Waking up with the Kings: April 3

Wins and losses are never 100% influenced by any sole, determining reason, and while the officiating was poor on Saturday, the bigger issue against Los Angeles’ favor was that the Dallas Stars implemented their will in the offensive zone, operated with a clear possession advantage, effectively got bodies and pucks to the front of the net, created opportunities off forechecks to a greater degree, and finished with 39 shots on goal. The Kings could have still escaped with at least a point if not for some variables that appeared to be out of their control yesterday afternoon – more on that shortly – but they impacted their own fate with rushed decisions with the puck and the inability to avoid a heavy and relentless Dallas forecheck. Jake Muzzin was pressured into a delay of game penalty late in the first period as he flung the puck into the netting to the right of Quick, and Jamie Benn took advantage with a power play goal with under three second remaining to tie the game at one. In the third, with Los Angeles leading 2-1, Muzzin was pressured off the puck by Radek Faksa during a stiff forecheck emanating from an excellend shift from Faksa, Antoine Roussel and Patrick Eaves, and Eaves ultimately crashed the net and backhanded a loose puck past Quick to tie the game.
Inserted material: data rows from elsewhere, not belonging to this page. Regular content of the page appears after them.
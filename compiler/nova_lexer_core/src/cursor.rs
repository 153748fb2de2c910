//! Copyable cursor over a sentinel-terminated buffer.
//!
//! The cursor reads byte-by-byte; end of input is the sentinel (`0x00`) at
//! or past the source length. Interior null bytes in the content are told
//! apart from the sentinel by position, so the scanner never mistakes them
//! for EOF.
//!
//! `Cursor` is [`Copy`]: a saved cursor is a checkpoint, which is how the
//! scanner performs its one bounded rewind (rejecting a tentative numeric
//! type suffix).

/// Cursor over a sentinel-terminated byte buffer.
///
/// Created via [`SourceBuffer::cursor()`](crate::SourceBuffer::cursor).
///
/// # Invariant
///
/// `buf[source_len] == 0x00` and every byte after it is `0x00`; guaranteed
/// by `SourceBuffer` construction. This is what makes `peek`/`peek2` safe
/// without bounds checks near the end.
#[derive(Clone, Copy, Debug)]
pub struct Cursor<'a> {
    /// Sentinel-terminated buffer (source + sentinel + padding).
    buf: &'a [u8],
    /// Current read position.
    pos: u32,
    /// Length of the source content (excludes sentinel and padding).
    source_len: u32,
}

impl<'a> Cursor<'a> {
    /// Create a cursor at position 0.
    ///
    /// # Contract
    ///
    /// `buf[source_len]` and everything after it must be `0x00`.
    pub(crate) fn new(buf: &'a [u8], source_len: u32) -> Self {
        debug_assert!((source_len as usize) < buf.len());
        debug_assert_eq!(buf[source_len as usize], 0);
        Self {
            buf,
            pos: 0,
            source_len,
        }
    }

    /// The byte at the current position; `0x00` at EOF.
    #[inline]
    pub fn current(&self) -> u8 {
        self.buf[self.pos as usize]
    }

    /// The byte one ahead of current. Safe at any position thanks to the
    /// zero padding.
    #[inline]
    pub fn peek(&self) -> u8 {
        self.buf[self.pos as usize + 1]
    }

    /// The byte two ahead of current.
    #[inline]
    pub fn peek2(&self) -> u8 {
        self.buf[self.pos as usize + 2]
    }

    /// Advance by one byte.
    #[inline]
    pub fn advance(&mut self) {
        self.pos += 1;
    }

    /// Advance by `n` bytes.
    #[inline]
    pub fn advance_n(&mut self, n: u32) {
        self.pos += n;
    }

    /// Check if the cursor is at end of input: current byte is the
    /// sentinel *and* the position is at or past the source length.
    #[inline]
    pub fn is_eof(&self) -> bool {
        self.current() == 0 && self.pos >= self.source_len
    }

    /// Current byte offset.
    #[inline]
    pub fn pos(&self) -> u32 {
        self.pos
    }

    /// Length of the source content.
    #[inline]
    pub fn source_len(&self) -> u32 {
        self.source_len
    }

    /// Number of source bytes left from the current position.
    #[inline]
    pub fn remaining(&self) -> u32 {
        self.source_len.saturating_sub(self.pos)
    }

    /// Extract a source substring.
    ///
    /// # Contract
    ///
    /// `start..end` must lie within the source content on UTF-8 character
    /// boundaries, which holds for all token boundaries the scanner
    /// produces (the source was a valid `&str`).
    #[allow(
        unsafe_code,
        reason = "from_utf8_unchecked on a buffer copied from a valid &str"
    )]
    pub fn slice(&self, start: u32, end: u32) -> &'a str {
        debug_assert!(start <= end && end <= self.source_len);
        // SAFETY: the buffer is a copy of valid UTF-8 and the scanner only
        // produces boundaries on character edges.
        unsafe { std::str::from_utf8_unchecked(&self.buf[start as usize..end as usize]) }
    }

    /// Extract a source substring from `start` to the current position.
    pub fn slice_from(&self, start: u32) -> &'a str {
        self.slice(start, self.pos)
    }

    /// Extract raw source bytes, with no character-boundary requirement.
    ///
    /// Used for operator probing, where a candidate may end mid-character;
    /// such candidates simply fail the classifier's exact match.
    pub fn byte_slice(&self, start: u32, end: u32) -> &'a [u8] {
        debug_assert!(start <= end && end <= self.source_len);
        &self.buf[start as usize..end as usize]
    }

    /// Advance while `pred` holds for the current byte.
    ///
    /// `pred(0)` must be `false` (true for every byte-class predicate the
    /// scanner uses), so the sentinel terminates the loop.
    #[inline]
    pub fn eat_while(&mut self, pred: impl Fn(u8) -> bool) {
        while pred(self.buf[self.pos as usize]) {
            self.pos += 1;
        }
    }

    /// Width in bytes of the UTF-8 character whose leading byte is `byte`.
    #[inline]
    pub fn utf8_char_width(byte: u8) -> u32 {
        match byte {
            0xC0..=0xDF => 2,
            0xE0..=0xEF => 3,
            0xF0..=0xF7 => 4,
            _ => 1,
        }
    }

    /// Advance past one full UTF-8 character (1-4 bytes).
    #[inline]
    pub fn advance_char(&mut self) {
        self.advance_n(Self::utf8_char_width(self.current()));
    }

    /// Advance to the next `\n` or to EOF, whichever comes first.
    ///
    /// memchr-accelerated; used to skip line-comment bodies. The newline
    /// itself is not consumed.
    #[allow(
        clippy::cast_possible_truncation,
        reason = "offset is bounded by source_len which fits in u32"
    )]
    pub fn skip_to_line_end(&mut self) {
        let rest = &self.buf[self.pos as usize..self.source_len as usize];
        match memchr::memchr(b'\n', rest) {
            Some(offset) => self.pos += offset as u32,
            None => self.pos = self.source_len,
        }
    }

    /// Advance past ordinary string content to the next `"`, `\`, or `\n`,
    /// returning the byte found (`0` for EOF).
    ///
    /// Newlines are interesting to the caller only for line counting -
    /// Nova strings may span lines.
    #[allow(
        clippy::cast_possible_truncation,
        reason = "offset is bounded by source_len which fits in u32"
    )]
    pub fn skip_to_string_delim(&mut self) -> u8 {
        let rest = &self.buf[self.pos as usize..self.source_len as usize];
        match memchr::memchr3(b'"', b'\\', b'\n', rest) {
            Some(offset) => {
                self.pos += offset as u32;
                self.buf[self.pos as usize]
            }
            None => {
                self.pos = self.source_len;
                0
            }
        }
    }
}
On the game-winner late in the period, Eaves provided an effective feed as the Stars simply worked the puck back to the right point as Jordie Benn teed up a Patrik Nemeth feed and beat Quick underneath the intersection of the far goalpost and the crossbar. Though the game-winner came from distance, it came with a stiff netfront presence, and all three Dallas goals were representative of offense being produced from the net-out. They’re not necessarily highlight-type goals or end-to-end rush goals, but rather having big bodies low and around the net that create screens and second and third opportunities. The Stars were more effective around the net and below the dots in the offensive zone than the Kings were, and Kari Lehtonen recovered to make key third period saves as Los Angeles improved from a first period in which the territorial battle was most widely tilted to Dallas.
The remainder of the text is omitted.